With this in mind, we turn now to discuss how normativity, sustainability, people, and cooperation present opportunities for a more nuanced understanding of strategic management at the juxtaposition of stakeholder theory and RBV. Our four main ideas are summarized in Table 1.
How Stakeholder Theory Can Inform the Resource-Based View of the Firm (RBV)
Incomplete Contracts and the Necessity of Norms
Consider Barney’s (2018: 3305) recent conclusion that “resource-based theory’s model of profit appropriation must incorporate a stakeholder perspective.” This conclusion emerges from the challenges manifested by reliance on incomplete contracts in RBV (among other theories of strategic management). Because “exchanges often evolve in ways that are difficult, if not impossible, to anticipate, these contracts are (almost) always incomplete” (Barney 2018: 3313). Much ink and energy have been devoted to understanding this pervasive contractual incompleteness and the implications of this Hobbesian social contract (or “just so”; cf. Dennett, 1995) story. For RBV, this social contract contains combinations of claims that are fixed, contingent, residual, and so on. So far, so good.
However, this social-contract variant of RBV also requires reference to informal or implicit contracts that are said to cover the eventual consequences of contractual incompleteness. This has the air of a giant error term (though RBV is not alone in this). The idea seems to be that granting stakeholders an access to a residual claim in the content of these unwritten, unspecified, tacit understandings will fill in the gaps where actual (almost always incomplete) contracts stand mute or contested. This large and growing error term of informal and implicit contracts presents a problem because residual claims cannot solve all ambiguousness of incomplete contracts. So what are the terms of these informal contracts?
Fortunately, sociologists, anthropologists, psychologists, and moral philosophers have been thinking about implicit contracts for a long time—referring to them often as values, norms, and ethics. And much of this work, particularly from the social sciences, is empirically validated; normative theorizing should fit quite comfortably within RBV. The creation and execution of incomplete contracts is impossible without full consideration of the underlying social norms and shared values that provide the context both for the initial agreements (the metaphorical whitespace on which the black letters of the contract are written) and their adjudication when terms are breached. Stakeholder-RBV relies on incomplete contracts; incomplete contracts rely on implicit contracts; implicit contracts rely on social and moral norms. In other words, nexus-of-contracts RBV must adopt normative theorizing.

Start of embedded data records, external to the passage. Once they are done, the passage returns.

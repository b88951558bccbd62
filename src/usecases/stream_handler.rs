//! Stream Handler - Persistent Connection with Reconnect Policy
//!
//! Drives a `StreamConnector` through
//! `Connecting -> Connected -> Authenticated -> Subscribed` and keeps it
//! there. Any failure moves to `Reconnecting`, waits a backoff delay and
//! replays the whole sequence, including every subscription made so
//! far. Too many consecutive failures (or too many rejected credentials)
//! park the handler in `Failed` until someone calls `connect()` again.
//!
//! Frames are decoded by a `FrameDecoder`; quotes go to the `QuoteSink`,
//! control frames are counted, malformed frames are dropped and counted.
//!
//! State changes are published on a `watch` channel so the hybrid
//! manager can react to them without polling.

use std::collections::BTreeSet;
use std::future::Future;
use std::panic::AssertUnwindSafe;
use std::sync::Arc;
use std::time::Duration;

use futures_util::FutureExt;
use parking_lot::Mutex;
use serde::Serialize;
use tokio::sync::{mpsc, watch};
use tokio::task::JoinHandle;
use tokio_util::sync::CancellationToken;
use tracing::{debug, error, info, instrument, trace, warn};

use crate::domain::backoff::BackoffPolicy;
use crate::domain::quote::{InstrumentId, QuoteSource};
use crate::domain::state::ConnectionState;
use crate::error::{IngestError, IngestResult};
use crate::ports::sinks::{AlertSink, QuoteSink, Severity};
use crate::ports::stream_connector::{FrameDecoder, StreamConnector, StreamFrame};

/// Reconnect and liveness parameters.
#[derive(Debug, Clone, Copy, PartialEq)]
pub struct StreamConfig {
    backoff: BackoffPolicy,
    max_reconnect_attempts: u32,
    auth_retry_budget: u32,
    stable_after: Duration,
    receive_timeout: Option<Duration>,
}

impl StreamConfig {
    /// Validated configuration. `max_reconnect_attempts` counts retries
    /// after the initial attempt.
    pub fn new(backoff: BackoffPolicy, max_reconnect_attempts: u32) -> IngestResult<Self> {
        if max_reconnect_attempts == 0 {
            return Err(IngestError::config("max_reconnect_attempts must be >= 1"));
        }
        Ok(Self {
            backoff,
            max_reconnect_attempts,
            auth_retry_budget: 2,
            stable_after: Duration::from_secs(30),
            receive_timeout: None,
        })
    }

    /// Retries allowed after rejected credentials.
    pub const fn with_auth_retry_budget(mut self, budget: u32) -> Self {
        self.auth_retry_budget = budget;
        self
    }

    /// How long a subscribed connection must survive before the backoff
    /// attempt counter resets.
    pub fn with_stable_after(mut self, stable_after: Duration) -> IngestResult<Self> {
        if stable_after.is_zero() {
            return Err(IngestError::config("stable_after must be positive"));
        }
        self.stable_after = stable_after;
        Ok(self)
    }

    /// Treat a silent connection as failed after this long.
    pub fn with_receive_timeout(mut self, timeout: Duration) -> IngestResult<Self> {
        if timeout.is_zero() {
            return Err(IngestError::config("receive_timeout must be positive"));
        }
        self.receive_timeout = Some(timeout);
        Ok(self)
    }

    pub const fn backoff(&self) -> &BackoffPolicy {
        &self.backoff
    }
}

/// Counters for one stream handler.
#[derive(Debug, Clone, Copy, Default, PartialEq, Eq, Serialize)]
pub struct StreamStats {
    pub frames: u64,
    pub quotes: u64,
    pub control_frames: u64,
    pub malformed_frames: u64,
    pub reconnects: u64,
    pub auth_failures: u64,
    /// Failures since the last stable connection.
    pub consecutive_failures: u32,
}

#[derive(Debug, Default)]
struct Attempts {
    failures: u32,
    auth_failures: u32,
}

struct StreamInner {
    name: String,
    config: StreamConfig,
    decoder: Arc<dyn FrameDecoder>,
    sink: Arc<dyn QuoteSink>,
    alerts: Option<Arc<dyn AlertSink>>,
    state_tx: watch::Sender<ConnectionState>,
    subscriptions: Mutex<BTreeSet<InstrumentId>>,
    commands: Mutex<Option<mpsc::UnboundedSender<Vec<InstrumentId>>>>,
    stats: Mutex<StreamStats>,
}

enum Slot {
    Idle(Box<dyn StreamConnector>),
    Running {
        cancel: CancellationToken,
        handle: JoinHandle<Box<dyn StreamConnector>>,
    },
    /// Connector lost to an aborted session task.
    Empty,
}
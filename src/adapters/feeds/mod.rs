//! Streaming Feed Adapters
//!
//! Transport and framing for the persistent streaming connection.
//! Reconnects, backoff and state tracking live in the stream handler;
//! these adapters only move and decode frames.

pub mod json_frames;
pub mod ws_connector;

pub use json_frames::JsonFrameDecoder;
pub use ws_connector::WsConnector;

Barney (2018: 3321), notably, disagrees with our argument and joins a long tradition in strategy of hoping to avoid, minimize, or reframe consideration of ethics, norms, and values in theorizing about managing organizations. Many in this tradition place these concerns in footnotes to their influential work. Some examples follow: I originally intended also to include a discussion of dignitarian values and how these influence economic organization. The effort was not successful, however. I regard this as a regrettable shortfall and hope that it will be remedied. Occasional reference to dignity appears in the text (mainly in conjunction with the employment relation and informal organization), and the issues are discussed in a more general way in Chapter 15. A more complete and systematic treatment of the ramifications of dignity for economic organization is sorely needed. The possibility that economic organization is sometimes distorted by excesses of optimism is introduced in section 5.2 of Chapter 1. This too needs development. (Williamson, 1985: 44) Property rights are of course human rights, i.e., rights which are possessed by human beings. The introduction of the wholly false distinction between property rights and human rights in many policy discussions is surely one of the all time great semantic flimflams. (Jensen & Meckling, 1976: 307) A producer’s wealth would be reduced by the present capitalized value of the future income lost by loss of reputation. Reputation, i.e., credibility, is an asset, which is another way of saying that reliable information about expected performance is both a costly and valuable good. . . .The reason, again, is that a reputation for “honest” dealings—i.e., for action similar to those that would probably have been reached had the contract provided this contingency—is wealth. (Alchian & Demsetz, 1972: 778 note 2) The legal concept of “employer and employee” and the economic concept of a firm are not identical, in that the firm may imply control over another person’s property as well as over their labour. But the identity of these two concepts is sufficiently close for an examination of the legal concept to be of value in appraising the worth of the economic concept. (Coase, 1937: 403 note 3)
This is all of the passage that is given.